Los objetos a narrar en el libro funcionan como obsesiones que movilizan la escritura. El inicio del libro ya es índice de esto: al argumento se le despoja de una carga importante de intriga al presentar en las páginas 7 y 8 la Cronología de los sucesos del libro, tras la cual la narración como tal tiene su comienzo con un zoom de Google Earth que -ficticiamente- a partir del espacio exterior llega hasta la comuna que es el escenario íntegro de la acción. Así, el modo narrativo se establecerá siempre a partir de una visión externa, mucho más efectivo dada la disminución de la carga de intriga.
Con esta voz-visión externa como punto de partida, la narración irá privilegiando al menos dos otras voces-visiones: la del detective Mancilla (en quien la visión es patológica) y la de Ana Beatriz, la víctima del crimen (en quien la visión es alucinatoria). La síntesis de imágenes en aparente caos, evolucionando en dirección tanto a lo ominoso como al éxtasis trascendente (y fundiendo estas dos expresiones en lo que se constituye como imagen monstruosa, índice de perversión), es característica de estas tres voces-visiones, con lo que no se puede dejar de convertir este registro en “la realidad” de la novela. Los hechos son tan solo acompañamiento, móvil de estas visiones.
Las visiones se movilizan en torno a los objetos en acción a modo de un bombardeo de partículas, produciendo un inevitable efecto barroco; así por ejemplo, lo que yo denominaría el “tema de la marcha del mundo”, que toma la forma de la procesión de la Carmelita de Macul, la marabunta de hormigas y el paso de personas por la calle o por una discoteque. Los procedimientos propiamente poéticos producen una densificación del lenguaje, que establece relaciones fugaces entre la vida individual y su entorno social y económico, entre la inercia de la acción colectiva bajo el capitalismo y la vida animal, entre el cosplay y el fetichismo religioso, etc. Lo complejo es que se hace inevitable la repetición en las asociaciones, produciendo un efecto de abismo: el barroco se vuelca en rococó, dada la circularidad del movimiento de las imágenes.
La estructura de la novela obliga a leerla no como novela, sino como un conjunto de textos poéticos. Figueroa parece consciente de esto al jugar con la repetición en la narración de los hechos, y al buscar una sobreestetización de cada detalle de la acción.

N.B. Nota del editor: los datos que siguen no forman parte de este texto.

//! Dashboard JavaScript
//!
//! Client-side logic for the analyzer dashboard:
//! - Loads the instrument catalog into the selectors
//! - Fetches normalized candles and renders them on a canvas
//! - Shows the latest price and skipped-record diagnostics
//! - Sends analyze requests and displays the opaque model text
//! - Auto-refresh every 60 seconds (server cache bounds upstream calls)

pub const SCRIPT: &str = r#"
// ============================================================================
// Configuration
// ============================================================================
const CONFIG = {
    refreshInterval: 60000,  // 60 seconds
    apiBase: ''
};

const COLORS = {
    up: '#3fb950',
    down: '#f85149',
    grid: '#30363d',
    label: '#8b949e'
};

// ============================================================================
// State
// ============================================================================
let lastSeries = null;

// ============================================================================
// API Functions
// ============================================================================
async function fetchJSON(endpoint, options) {
    try {
        const res = await fetch(CONFIG.apiBase + endpoint, options);
        return await res.json();
    } catch (e) {
        console.error(`Error fetching ${endpoint}:`, e);
        return null;
    }
}

// ============================================================================
// Formatting Utilities
// ============================================================================
function formatPrice(value) {
    if (value == null || isNaN(value)) return '$--';
    return '$' + Number(value).toLocaleString('en-US', {
        minimumFractionDigits: 2,
        maximumFractionDigits: value < 1 ? 5 : 2
    });
}

function selectedParams() {
    return {
        symbol: document.getElementById('coinSelect').value,
        granularity: document.getElementById('tfSelect').value
    };
}

// ============================================================================
// Chart Rendering
// ============================================================================
function drawChart(candles) {
    const canvas = document.getElementById('candleChart');
    const ctx = canvas.getContext('2d');
    canvas.width = canvas.clientWidth;
    const w = canvas.width, h = canvas.height;
    ctx.clearRect(0, 0, w, h);

    if (!candles || candles.length === 0) {
        ctx.fillStyle = COLORS.label;
        ctx.font = '14px sans-serif';
        ctx.textAlign = 'center';
        ctx.fillText('No candlestick data available.', w / 2, h / 2);
        return;
    }

    const padLeft = 64, padRight = 12, padTop = 12, padBottom = 28;
    const plotW = w - padLeft - padRight;
    const plotH = h - padTop - padBottom;

    let min = Infinity, max = -Infinity;
    for (const c of candles) {
        if (c.low < min) min = c.low;
        if (c.high > max) max = c.high;
    }
    const span = (max - min) || 1;
    const y = (price) => padTop + (max - price) / span * plotH;

    // Horizontal grid + price labels
    ctx.strokeStyle = COLORS.grid;
    ctx.fillStyle = COLORS.label;
    ctx.font = '11px sans-serif';
    ctx.textAlign = 'right';
    ctx.lineWidth = 1;
    for (let i = 0; i <= 4; i++) {
        const price = max - span * i / 4;
        const gy = y(price);
        ctx.beginPath();
        ctx.moveTo(padLeft, gy);
        ctx.lineTo(w - padRight, gy);
        ctx.stroke();
        ctx.fillText(formatPrice(price), padLeft - 6, gy + 4);
    }

    // Candles
    const step = plotW / candles.length;
    const bodyW = Math.max(1, Math.min(12, step * 0.6));
    candles.forEach((c, i) => {
        const x = padLeft + step * (i + 0.5);
        const color = c.close >= c.open ? COLORS.up : COLORS.down;

        ctx.strokeStyle = color;
        ctx.beginPath();
        ctx.moveTo(x, y(c.high));
        ctx.lineTo(x, y(c.low));
        ctx.stroke();

        ctx.fillStyle = color;
        const top = y(Math.max(c.open, c.close));
        const bottom = y(Math.min(c.open, c.close));
        ctx.fillRect(x - bodyW / 2, top, bodyW, Math.max(1, bottom - top));
    });

    // Time axis: first, middle, last
    ctx.fillStyle = COLORS.label;
    ctx.textAlign = 'center';
    [0, Math.floor(candles.length / 2), candles.length - 1].forEach((i) => {
        const x = padLeft + step * (i + 0.5);
        const t = new Date(candles[i].time);
        ctx.fillText(t.toLocaleDateString() + ' ' + t.toLocaleTimeString([], {hour: '2-digit', minute: '2-digit'}), x, h - 8);
    });
}

// ============================================================================
// UI Update Functions
// ============================================================================
function updateTimestamp() {
    document.getElementById('refreshTime').textContent = 'Updated: ' + new Date().toLocaleTimeString();
}

function updateChartCard(data) {
    const note = document.getElementById('chartNote');

    if (!data || data.error) {
        lastSeries = null;
        drawChart([]);
        document.getElementById('lastPrice').textContent = '$--';
        note.textContent = data && data.error
            ? `Failed to load candles (${data.error.kind}): ${data.error.message}`
            : 'Failed to load candles.';
        return;
    }

    lastSeries = data;
    drawChart(data.candles);
    document.getElementById('lastPrice').textContent = formatPrice(data.last_price);
    document.getElementById('chartTitle').textContent =
        `📊 ${data.symbol} — ${data.granularity.toUpperCase()} (${data.exchange})`;
    document.getElementById('sourceBadge').textContent = data.exchange;

    const parts = [`${data.count} candles`];
    if (data.skipped > 0) parts.push(`${data.skipped} malformed record(s) skipped`);
    if (data.cached) parts.push('served from cache');
    note.textContent = parts.join(' · ');
}

// ============================================================================
// Actions
// ============================================================================
async function loadInstruments() {
    const catalog = await fetchJSON('/api/instruments');
    if (!catalog) return;

    const coinSelect = document.getElementById('coinSelect');
    coinSelect.innerHTML = catalog.instruments.map(i =>
        `<option value='${i.symbol}'>${i.name}</option>`
    ).join('');

    const tfSelect = document.getElementById('tfSelect');
    tfSelect.innerHTML = catalog.granularities.map(g =>
        `<option value='${g.id}'>${g.label}</option>`
    ).join('');

    document.getElementById('sourceBadge').textContent = catalog.exchange;
}

async function refreshChart() {
    const btn = document.getElementById('refreshBtn');
    btn.disabled = true;

    const p = selectedParams();
    const data = await fetchJSON(`/api/candles?symbol=${encodeURIComponent(p.symbol)}&granularity=${p.granularity}`);
    updateChartCard(data);
    updateTimestamp();

    btn.disabled = false;
}

async function analyzeMarket() {
    const btn = document.getElementById('analyzeBtn');
    const box = document.getElementById('analysisBox');
    btn.disabled = true;
    btn.textContent = '⏳ Analyzing...';
    box.classList.remove('error');
    box.textContent = 'Analyzing recent price action...';

    const result = await fetchJSON('/api/analyze', {
        method: 'POST',
        headers: { 'Content-Type': 'application/json' },
        body: JSON.stringify(selectedParams())
    });

    if (result && result.analysis) {
        box.textContent = result.analysis;
    } else {
        box.classList.add('error');
        box.textContent = result && result.error
            ? `❌ Analysis failed (${result.error.kind}): ${result.error.message}`
            : '❌ Analysis failed.';
    }

    btn.disabled = false;
    btn.textContent = '📊 Analyze Market';
}

// ============================================================================
// Initialization
// ============================================================================
(async function init() {
    await loadInstruments();
    await refreshChart();
    setInterval(refreshChart, CONFIG.refreshInterval);
})();

window.addEventListener('resize', () => { if (lastSeries) drawChart(lastSeries.candles); });
"#;
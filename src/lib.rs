//! Crypto Analyzer - Candlestick Dashboard for Cloudflare Workers
//!
//! Serves an interactive candlestick chart for a fixed catalog of
//! crypto instruments, normalizing candle data from Coinbase Exchange
//! or Bitpanda public APIs, and forwards a slice of recent candles to
//! the OpenAI API for a free-text market read on demand.
//!
//! # Architecture
//! - Main entry point routes dashboard and JSON API requests
//! - Per-isolate TTL cache bounds upstream API call volume
//! - Exchange client absorbs the two upstream response shapes
//!
//! All handler failures are converted to structured `{kind, message}`
//! JSON payloads; nothing propagates as a worker fault.

#![allow(clippy::needless_pass_by_value)] // Worker framework patterns
#![allow(clippy::cast_precision_loss)] // Float casts OK for display
#![allow(clippy::doc_markdown)] // Doc style flexibility

mod analysis;
mod cache;
mod client;
mod config;
mod dashboard;
mod error;
mod types;

use std::cell::RefCell;
use std::collections::HashMap;
use std::time::Duration;

use chrono::Utc;
use worker::{Context, Env, Request, Response, Router, console_log, event};

pub use analysis::{Analyzer, build_prompt};
pub use cache::{CacheKey, CandleCache};
pub use client::MarketClient;
pub use config::Config;
pub use error::MarketError;
pub use types::{Candle, CandleSeries, Exchange, Granularity, INSTRUMENTS, Instrument};

/// Result type alias for worker operations
type WResult<T> = std::result::Result<T, worker::Error>;

thread_local! {
    // Workers isolates are single-threaded; one cache per isolate,
    // lost on recycle (a redundant refetch, not a correctness issue).
    static CACHE: RefCell<Option<CandleCache>> = const { RefCell::new(None) };
}

/// Main Worker entry point
#[event(fetch)]
async fn fetch(req: Request, env: Env, _ctx: Context) -> WResult<Response> {
    console_error_panic_hook::set_once();

    let router = Router::new();

    router
        // Health check
        .get_async("/health", |_req, ctx| async move {
            let config = match Config::from_env(&ctx.env) {
                Ok(c) => c,
                Err(e) => return Response::error(format!("Config error: {e}"), 500),
            };

            Response::from_json(&serde_json::json!({
                "status": "healthy",
                "version": env!("CARGO_PKG_VERSION"),
                "environment": config.environment,
                "exchange": config.exchange.as_str(),
                "timestamp": chrono::Utc::now().to_rfc3339(),
            }))
        })
        // Dashboard UI
        .get("/", |_req, _ctx| {
            Response::from_html(dashboard::dashboard_html())
        })
        .get("/dashboard", |_req, _ctx| {
            Response::from_html(dashboard::dashboard_html())
        })
        // Static instrument catalog + granularities for the selectors
        .get_async("/api/instruments", |_req, ctx| async move {
            let exchange = Config::from_env(&ctx.env).map(|c| c.exchange).unwrap_or(Exchange::Coinbase);

            let instruments: Vec<_> = INSTRUMENTS
                .iter()
                .map(|i| {
                    serde_json::json!({
                        "name": i.name,
                        "symbol": i.symbol_for(exchange),
                    })
                })
                .collect();
            let granularities: Vec<_> = Granularity::ALL
                .iter()
                .map(|g| serde_json::json!({ "id": g.as_str(), "label": g.label() }))
                .collect();

            Response::from_json(&serde_json::json!({
                "exchange": exchange.as_str(),
                "instruments": instruments,
                "granularities": granularities,
            }))
        })
        // Normalized candle series (cache-first)
        .get_async("/api/candles", |req, ctx| async move {
            match candles_payload(&req, &ctx.env).await {
                Ok(payload) => Response::from_json(&payload),
                Err(e) => {
                    console_log!("candle fetch failed: {}", e);
                    Response::from_json(&error_payload(&e))
                }
            }
        })
        // AI analysis of the recent tail slice
        .post_async("/api/analyze", |mut req, ctx| async move {
            match analyze_payload(&mut req, &ctx.env).await {
                Ok(payload) => Response::from_json(&payload),
                Err(e) => {
                    console_log!("analysis failed: {}", e);
                    Response::from_json(&error_payload(&e))
                }
            }
        })
        // Fallback
        .run(req, env)
        .await
}

/// Structured non-fatal failure payload. Callers can distinguish
/// "no data" (empty candles, no error) from failures without string
/// matching.
fn error_payload(e: &MarketError) -> serde_json::Value {
    serde_json::json!({
        "error": { "kind": e.kind(), "message": e.to_string() },
        "candles": [],
    })
}

/// Parse common fetch parameters shared by the candle and analyze
/// endpoints. Missing symbol falls back to the catalog's first entry
/// for the selected exchange.
fn fetch_params(
    config: &Config,
    params: &HashMap<String, String>,
) -> std::result::Result<(Exchange, String, Granularity), MarketError> {
    let exchange = match params.get("exchange") {
        Some(raw) => Exchange::parse(raw)
            .ok_or_else(|| MarketError::BadRequest(format!("unknown exchange: {raw}")))?,
        None => config.exchange,
    };

    let symbol = match params.get("symbol") {
        Some(s) if !s.trim().is_empty() => s.trim().to_string(),
        _ => INSTRUMENTS[0].symbol_for(exchange).to_string(),
    };

    let granularity = match params.get("granularity") {
        Some(raw) => Granularity::parse(raw)
            .ok_or_else(|| MarketError::BadRequest(format!("unknown granularity: {raw}")))?,
        None => Granularity::OneHour,
    };

    Ok((exchange, symbol, granularity))
}

/// Cache-first series lookup. Returns the series and whether it came
/// from the cache.
async fn load_series(
    config: &Config,
    exchange: Exchange,
    symbol: &str,
    granularity: Granularity,
) -> std::result::Result<(CandleSeries, bool), MarketError> {
    let key = CacheKey {
        exchange,
        symbol: symbol.to_string(),
        granularity,
    };
    let now = Utc::now();

    let cached = CACHE.with(|slot| {
        let mut slot = slot.borrow_mut();
        let cache = slot.get_or_insert_with(|| CandleCache::new(config.cache_ttl_seconds));
        cache.get(&key, now).cloned()
    });
    if let Some(series) = cached {
        return Ok((series, true));
    }

    let client = MarketClient::new(Duration::from_secs(config.request_timeout_seconds));
    let series = client.fetch(exchange, symbol, granularity).await?;

    CACHE.with(|slot| {
        let mut slot = slot.borrow_mut();
        let cache = slot.get_or_insert_with(|| CandleCache::new(config.cache_ttl_seconds));
        cache.insert(key, series.clone(), Utc::now());
    });

    Ok((series, false))
}

/// Handle `GET /api/candles`.
async fn candles_payload(
    req: &Request,
    env: &Env,
) -> std::result::Result<serde_json::Value, MarketError> {
    let config = Config::from_env(env)?;
    let params = query_params(req)?;
    let (exchange, symbol, granularity) = fetch_params(&config, &params)?;

    let (series, cached) = load_series(&config, exchange, &symbol, granularity).await?;

    let candles: Vec<_> = series
        .candles()
        .iter()
        .map(|c| {
            serde_json::json!({
                "time": c.timestamp.to_rfc3339(),
                "open": c.open,
                "high": c.high,
                "low": c.low,
                "close": c.close,
                "volume": c.volume,
            })
        })
        .collect();

    Ok(serde_json::json!({
        "exchange": series.exchange.as_str(),
        "symbol": series.symbol,
        "granularity": series.granularity.as_str(),
        "count": series.len(),
        "skipped": series.skipped(),
        "last_price": series.last_close(),
        "cached": cached,
        "candles": candles,
        "timestamp": Utc::now().to_rfc3339(),
    }))
}

/// Handle `POST /api/analyze`.
async fn analyze_payload(
    req: &mut Request,
    env: &Env,
) -> std::result::Result<serde_json::Value, MarketError> {
    let config = Config::from_env(env)?;

    let body: serde_json::Value = req.json().await.unwrap_or(serde_json::Value::Null);
    let mut params = HashMap::new();
    for field in ["exchange", "symbol", "granularity"] {
        if let Some(value) = body.get(field).and_then(serde_json::Value::as_str) {
            params.insert(field.to_string(), value.to_string());
        }
    }
    let (exchange, symbol, granularity) = fetch_params(&config, &params)?;

    let (series, cached) = load_series(&config, exchange, &symbol, granularity).await?;

    let analyzer = Analyzer::new(
        config.openai_api_key.clone(),
        config.openai_model.clone(),
        Duration::from_secs(config.request_timeout_seconds),
    );
    let analysis = analyzer.analyze(&series, config.analysis_tail).await?;

    Ok(serde_json::json!({
        "exchange": series.exchange.as_str(),
        "symbol": series.symbol,
        "granularity": series.granularity.as_str(),
        "candles_analyzed": series.tail(config.analysis_tail).len(),
        "cached_series": cached,
        "analysis": analysis,
        "timestamp": Utc::now().to_rfc3339(),
    }))
}

fn query_params(req: &Request) -> std::result::Result<HashMap<String, String>, MarketError> {
    let url = req.url()?;
    Ok(url
        .query_pairs()
        .map(|(k, v)| (k.into_owned(), v.into_owned()))
        .collect())
}

#[cfg(test)]
mod tests {
    use super::*;

    fn test_config() -> Config {
        Config {
            environment: "test".into(),
            exchange: Exchange::Coinbase,
            openai_api_key: analysis::PLACEHOLDER_API_KEY.into(),
            openai_model: "gpt-5-mini".into(),
            cache_ttl_seconds: 300,
            request_timeout_seconds: 10,
            analysis_tail: 10,
        }
    }

    #[test]
    fn test_fetch_params_defaults() {
        let config = test_config();
        let (exchange, symbol, granularity) = fetch_params(&config, &HashMap::new()).unwrap();
        assert_eq!(exchange, Exchange::Coinbase);
        assert_eq!(symbol, "BTC-USD");
        assert_eq!(granularity, Granularity::OneHour);
    }

    #[test]
    fn test_fetch_params_exchange_override_switches_default_symbol() {
        let config = test_config();
        let params = HashMap::from([("exchange".to_string(), "bitpanda".to_string())]);
        let (exchange, symbol, _) = fetch_params(&config, &params).unwrap();
        assert_eq!(exchange, Exchange::Bitpanda);
        assert_eq!(symbol, "BTC_EUR");
    }

    #[test]
    fn test_fetch_params_rejects_unknown_granularity() {
        let config = test_config();
        let params = HashMap::from([("granularity".to_string(), "7m".to_string())]);
        let err = fetch_params(&config, &params).unwrap_err();
        assert_eq!(err.kind(), "bad_request");
    }

    #[test]
    fn test_error_payload_is_structured() {
        let payload = error_payload(&MarketError::Upstream {
            status: 500,
            message: "boom".into(),
        });
        assert_eq!(payload["error"]["kind"], "upstream");
        assert!(payload["candles"].as_array().unwrap().is_empty());
    }
}
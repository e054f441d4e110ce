//! Dashboard module - candlestick chart web interface
//!
//! Single-page dashboard served inline from the worker.
//! Separated into HTML, CSS, and JS submodules for maintainability.
//!
//! # Architecture
//! - `html.rs`: Page structure and layout
//! - `css.rs`: Styling with CSS custom properties
//! - `js.rs`: API calls, canvas chart rendering, user interactions
//!
//! Rendering is display glue only: it consumes the normalized series
//! from `/api/candles` and the opaque text from `/api/analyze`.

mod css;
mod html;
mod js;

/// Generate the complete dashboard HTML page
pub fn dashboard_html() -> String {
    format!(
        r#"<!DOCTYPE html>
<html lang="en">
<head>
    <meta charset="UTF-8">
    <meta name="viewport" content="width=device-width, initial-scale=1.0">
    <title>Crypto Analyzer Pro</title>
    <style>
{css}
    </style>
</head>
<body>
{html}
    <script>
{js}
    </script>
</body>
</html>"#,
        css = css::STYLES,
        html = html::TEMPLATE,
        js = js::SCRIPT
    )
}

#[cfg(test)]
mod tests {
    use super::*;

    #[test]
    fn test_page_assembles_all_parts() {
        let page = dashboard_html();
        assert!(page.contains("<!DOCTYPE html>"));
        assert!(page.contains("candleChart"));
        assert!(page.contains("analyzeBtn"));
        assert!(page.contains("/api/candles"));
    }
}
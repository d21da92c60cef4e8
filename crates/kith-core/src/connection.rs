//! Connection lifecycle state machine.
//!
//! Tracks one logical connection to the real-time endpoint across any number
//! of physical transports. Uses the action pattern: methods take time as input
//! and return actions for the driver to execute.
//!
//! # State Machine
//!
//! ```text
//!                connect()              transport open
//! ┌──────────────┐ ──────> ┌────────────┐ ──────> ┌───────────┐
//! │ Disconnected │         │ Connecting │         │ Connected │
//! └──────────────┘ <────── └────────────┘         └───────────┘
//!        ↑  │      error/close                          │
//!        │  │ tick() after backoff                      │ error/close
//!        │  └──────────────> Connecting                 │
//!        └──────────────────────────────────────────────┘
//! ```
//!
//! # Reconnection
//!
//! A close with any code other than [`NORMAL_CLOSURE`] schedules a reconnect
//! unless auto-reconnect is off or the close was requested locally. Attempt
//! `n` waits [`ReconnectPolicy::delay`]`(n)`. After `max_attempts` consecutive
//! failures the machine stays disconnected until the next [`Connection::connect`].

use std::{ops::Add, time::Duration};

use kith_proto::ConnectionState;
use url::Url;

use crate::backoff::ReconnectPolicy;

/// WebSocket close code for a normal closure. Never triggers a reconnect.
pub const NORMAL_CLOSURE: u16 = 1000;

/// Actions returned by the connection state machine.
#[derive(Debug, Clone, PartialEq, Eq)]
pub enum ConnectionAction {
    /// Open a transport to `url`.
    OpenTransport {
        /// Endpoint to connect to.
        url: Url,
    },

    /// Close the current transport with this code.
    CloseTransport {
        /// WebSocket close code.
        code: u16,
    },

    /// Observable status changed. Emitted once per actual transition.
    StatusChanged(ConnectionState),

    /// Reconnect attempt `attempt` will open a transport after `delay`.
    ReconnectScheduled {
        /// 1-based attempt number.
        attempt: u32,
        /// Wait before the attempt.
        delay: Duration,
    },

    /// Automatic reconnection stopped.
    ReconnectExhausted {
        /// Consecutive failed attempts.
        attempts: u32,
    },
}

/// Connection configuration.
#[derive(Debug, Clone, Copy, PartialEq, Eq)]
pub struct ConnectionConfig {
    /// Backoff schedule and attempt budget.
    pub policy: ReconnectPolicy,
    /// Reconnect after abnormal closures.
    pub auto_reconnect: bool,
}

impl Default for ConnectionConfig {
    fn default() -> Self {
        Self { policy: ReconnectPolicy::default(), auto_reconnect: true }
    }
}

/// Connection state machine.
///
/// This is a pure state machine: no I/O, no clock. Generic over `I` so tests
/// can drive it with virtual time.
#[derive(Debug, Clone)]
pub struct Connection<I> {
    state: ConnectionState,
    endpoint: Url,
    config: ConnectionConfig,
    /// Set by `disconnect()`, cleared by `connect()`.
    manual_close: bool,
    /// Consecutive failed attempts since the last successful open.
    attempts: u32,
    reconnect_at: Option<I>,
}

impl<I> Connection<I>
where
    I: Copy + Ord + Add<Duration, Output = I>,
{
    /// Create a disconnected connection for `endpoint`.
    pub fn new(endpoint: Url, config: ConnectionConfig) -> Self {
        Self {
            state: ConnectionState::Disconnected,
            endpoint,
            config,
            manual_close: false,
            attempts: 0,
            reconnect_at: None,
        }
    }

    /// Current connection state.
    #[must_use]
    pub fn state(&self) -> ConnectionState {
        self.state
    }

    /// Whether the transport is open.
    #[must_use]
    pub fn is_connected(&self) -> bool {
        self.state == ConnectionState::Connected
    }

    /// Consecutive failed attempts since the last successful open.
    #[must_use]
    pub fn attempts(&self) -> u32 {
        self.attempts
    }

    /// When the pending reconnect fires, if one is scheduled.
    #[must_use]
    pub fn next_deadline(&self) -> Option<I> {
        self.reconnect_at
    }

    /// Start connecting.
    ///
    /// Idempotent: returns no actions while connecting or connected. A manual
    /// connect resets the attempt budget and cancels any pending reconnect.
    pub fn connect(&mut self) -> Vec<ConnectionAction> {
        if self.state != ConnectionState::Disconnected {
            return Vec::new();
        }

        self.manual_close = false;
        self.attempts = 0;
        self.reconnect_at = None;
        self.open()
    }

    /// Transport finished opening.
    pub fn handle_open(&mut self) -> Vec<ConnectionAction> {
        if self.state != ConnectionState::Connecting {
            // Opened after a local disconnect. Close the stray link.
            if self.manual_close {
                return vec![ConnectionAction::CloseTransport { code: NORMAL_CLOSURE }];
            }
            return Vec::new();
        }

        self.attempts = 0;
        self.transition(ConnectionState::Connected).into_iter().collect()
    }

    /// Transport reported an error.
    ///
    /// Only marks the connection down. Reconnect scheduling happens in
    /// [`Connection::handle_close`], which the driver calls next.
    pub fn handle_error(&mut self) -> Vec<ConnectionAction> {
        self.transition(ConnectionState::Disconnected).into_iter().collect()
    }

    /// Transport closed with `code` (`None` when no close frame was seen).
    pub fn handle_close(&mut self, code: Option<u16>, now: I) -> Vec<ConnectionAction> {
        let mut actions: Vec<ConnectionAction> =
            self.transition(ConnectionState::Disconnected).into_iter().collect();

        if code == Some(NORMAL_CLOSURE) || self.manual_close || !self.config.auto_reconnect {
            return actions;
        }
        if self.reconnect_at.is_some() {
            return actions;
        }

        if !self.config.policy.allows(self.attempts) {
            tracing::error!(attempts = self.attempts, "reconnect budget exhausted");
            actions.push(ConnectionAction::ReconnectExhausted { attempts: self.attempts });
            return actions;
        }

        self.attempts += 1;
        let delay = self.config.policy.delay(self.attempts);
        self.reconnect_at = Some(now + delay);
        tracing::info!(attempt = self.attempts, ?delay, ?code, "reconnect scheduled");
        actions.push(ConnectionAction::ReconnectScheduled { attempt: self.attempts, delay });
        actions
    }

    /// Process timeouts. Fires the pending reconnect once its deadline passes.
    pub fn tick(&mut self, now: I) -> Vec<ConnectionAction> {
        match self.reconnect_at {
            Some(at) if now >= at => {
                self.reconnect_at = None;
                if self.state != ConnectionState::Disconnected || self.manual_close {
                    return Vec::new();
                }
                self.open()
            },
            _ => Vec::new(),
        }
    }

    /// Close on request.
    ///
    /// Cancels any pending reconnect and suppresses reconnection for the
    /// resulting close event.
    pub fn disconnect(&mut self) -> Vec<ConnectionAction> {
        self.manual_close = true;
        self.reconnect_at = None;

        if self.state == ConnectionState::Disconnected {
            return Vec::new();
        }

        let mut actions = vec![ConnectionAction::CloseTransport { code: NORMAL_CLOSURE }];
        actions.extend(self.transition(ConnectionState::Disconnected));
        actions
    }

    fn open(&mut self) -> Vec<ConnectionAction> {
        let mut actions: Vec<ConnectionAction> =
            self.transition(ConnectionState::Connecting).into_iter().collect();
        actions.push(ConnectionAction::OpenTransport { url: self.endpoint.clone() });
        actions
    }

    fn transition(&mut self, to: ConnectionState) -> Option<ConnectionAction> {
        if self.state == to {
            return None;
        }
        tracing::debug!(from = %self.state, %to, "connection state changed");
        self.state = to;
        Some(ConnectionAction::StatusChanged(to))
    }
}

Santa María de todas las horas, en este sentido, asume una poética del exceso, que mata la intriga de la trama para presentar más bien una écfrasis alucinada de los hechos que presenta, desconstruyendo a cada paso cualquier posibilidad de pacto narrativo. Esta écfrasis se tensiona a tal punto que se le hace inevitable introducir la voz del narrador en forma extradiegética, planteando incluso posibilidades alternas de argumento. La tensión inevitable a la que somete al género novela produce, por otro lado, que los personajes pierdan subjetividad y sean instintivamente percibidos solo como objetos movilizadores de las voces-visiones narrativas.
Un texto más acotado podría haber tenido rendimientos mejores en todos los sentidos, si bien la lectura de Santa María de todas las horas cautiva en sentido propiamente poético en casi toda la extensión del volumen. El experimento, con todo, no parece llegar al fin que Figueroa mismo se propuso.